Brief:
Go through the entries below, tally each line that has the word "from", and give only the total.

Top of Dataset

// Pairing - Handshake with new transmitters
//
// The bridge has no "refuse" primitive. A TRX is refused by pairing and
// immediately deleting it; a TX keeps no pairing state.

use crate::event::{Reading, TransmitterKind};
use crate::link::Link;
use crate::manager::{Manager, ManagerError};
use crate::protocol::{Command, ProtocolError};
use crate::registry::valid_ports;
use crate::sink::SampleSink;
use tracing::{debug, info, warn};

impl<L: Link, S: SampleSink> Manager<L, S> {
    /// Reads of one line timeout that fit in `millis`
    fn read_budget(&self, millis: u64) -> u64 {
        let per_read = self.bridge.driver().config().line_timeout_ms.max(1);
        millis.div_ceil(per_read).max(1)
    }

    /// Pair with `id` and register it with sensors on `ports`.
    ///
    /// The registry entry is tentative until the bridge acknowledges the
    /// pairing; on failure it is discarded and nothing is persisted.
    pub fn accept_pair_request(&mut self, id: u32, kind: TransmitterKind, ports: &[u8]) -> Result<(), ManagerError> {
        self.registry.add(id, kind, ports)?;
        info!(tx_id = id, kind = %kind, "Pairing");

        let result = self
            .bridge
            .send_with(Command::Pair, id)
            .map_err(ManagerError::from)
            .and_then(|()| self.await_pair_ack(id));
        if let Err(e) = result {
            warn!(tx_id = id, error = %e, "Pairing failed, discarding transmitter");
            self.registry.remove(id)?;
            return Err(e);
        }

        info!(tx_id = id, "Pairing acknowledged");
        self.persist()
    }

    /// Wait for the bridge to confirm pairing with `id`
    fn await_pair_ack(&mut self, id: u32) -> Result<(), ManagerError> {
        let deadline = self.bridge.now() + self.config.pairing_deadline_ms as f64 / 1000.0;
        let mut reads = self.read_budget(self.config.pairing_deadline_ms);

        while reads > 0 && self.bridge.now() < deadline {
            reads -= 1;
            if self.cancel.is_cancelled() {
                return Err(ProtocolError::Cancelled.into());
            }
            let reading = match self.bridge.read_event(0) {
                Ok(Some(reading)) => reading,
                Ok(None) | Err(ProtocolError::TooManyRetries(_)) => continue,
                Err(e) => return Err(e.into()),
            };

            if reading.source_id != id {
                debug!(expected = id, got = reading.source_id, "Ignoring message from another transmitter while pairing");
                continue;
            }
            if reading.is_pairing_ack() {
                return Ok(());
            }
            return Err(ManagerError::PairingFailed {
                id,
                reason: format!("expected pairing acknowledgement, got {:?}", reading.kind),
            });
        }

        Err(ManagerError::PairingFailed {
            id,
            reason: "no acknowledgement before the deadline".to_string(),
        })
    }

    /// Refuse a pairing request
    pub fn reject_pair_request(&mut self, id: u32, kind: TransmitterKind) -> Result<(), ManagerError> {
        match kind {
            TransmitterKind::Tx => {
                debug!(tx_id = id, "Ignoring TX pairing request");
            }
            TransmitterKind::Trx => {
                info!(tx_id = id, "Refusing TRX pairing request");
                self.bridge.send_with(Command::Pair, id)?;
                self.bridge.send_with(Command::DeleteTrx, id)?;
            }
        }
        Ok(())
    }

    /// Listen for a transmitter that is not yet registered.
    ///
    /// Pairing requests, and in promiscuous mode plain samples, from unknown
    /// ids are offered to `decide`. The first accepted one is registered and
    /// its id returned. Pairing requests from known ids are ignored.
    pub fn listen_for_new_transmitter<F>(&mut self, mut decide: F) -> Result<Option<u32>, ManagerError>
    where
        F: FnMut(&Reading) -> bool,
    {
        let promiscuous = !self.bridge.config().known_only;
        let mut reads = self.read_budget(self.config.listen_window_secs * 1000);
        let deadline = self.bridge.now() + self.config.listen_window_secs as f64;
        info!(window_secs = self.config.listen_window_secs, promiscuous, "Listening for new transmitters");

        while reads > 0 && self.bridge.now() < deadline {
            reads -= 1;
            if self.cancel.is_cancelled() {
                return Ok(None);
            }
            let reading = match self.bridge.read_event(0) {
                Ok(Some(reading)) => reading,
                Ok(None) | Err(ProtocolError::TooManyRetries(_)) => continue,
                Err(e) => return Err(e.into()),
            };

            let pair_request = reading.is_pairing_request();
            if !pair_request && !(promiscuous && reading.is_sample()) {
                continue;
            }
            let id = reading.source_id;
            let kind = reading.source_kind;

            if self.registry.contains(id) {
                if pair_request {
                    info!(tx_id = id, "Ignoring pairing request from a known transmitter");
                }
                continue;
            }

            if !decide(&reading) {
                if pair_request {
                    self.reject_pair_request(id, kind)?;
                }
                continue;
            }

            let ports = detected_ports(&reading);
            if pair_request {
                self.accept_pair_request(id, kind, &ports)?;
            } else {
                self.add_transmitter(id, kind, &ports)?;
            }
            return Ok(Some(id));
        }

        info!("No new transmitter heard");
        Ok(None)
    }
}

/// Sensor ports a transmitter reported, port 1 if it reported none
pub fn detected_ports(reading: &Reading) -> Vec<u8> {
    let valid = valid_ports(reading.source_kind);
    let ports: Vec<u8> = reading
        .sensor_values
        .keys()
        .copied()
        .filter(|port| valid.contains(port))
        .collect();
    if ports.is_empty() {
        vec![valid[0]]
    } else {
        ports
    }
}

Bottom of Dataset

Written answer:
5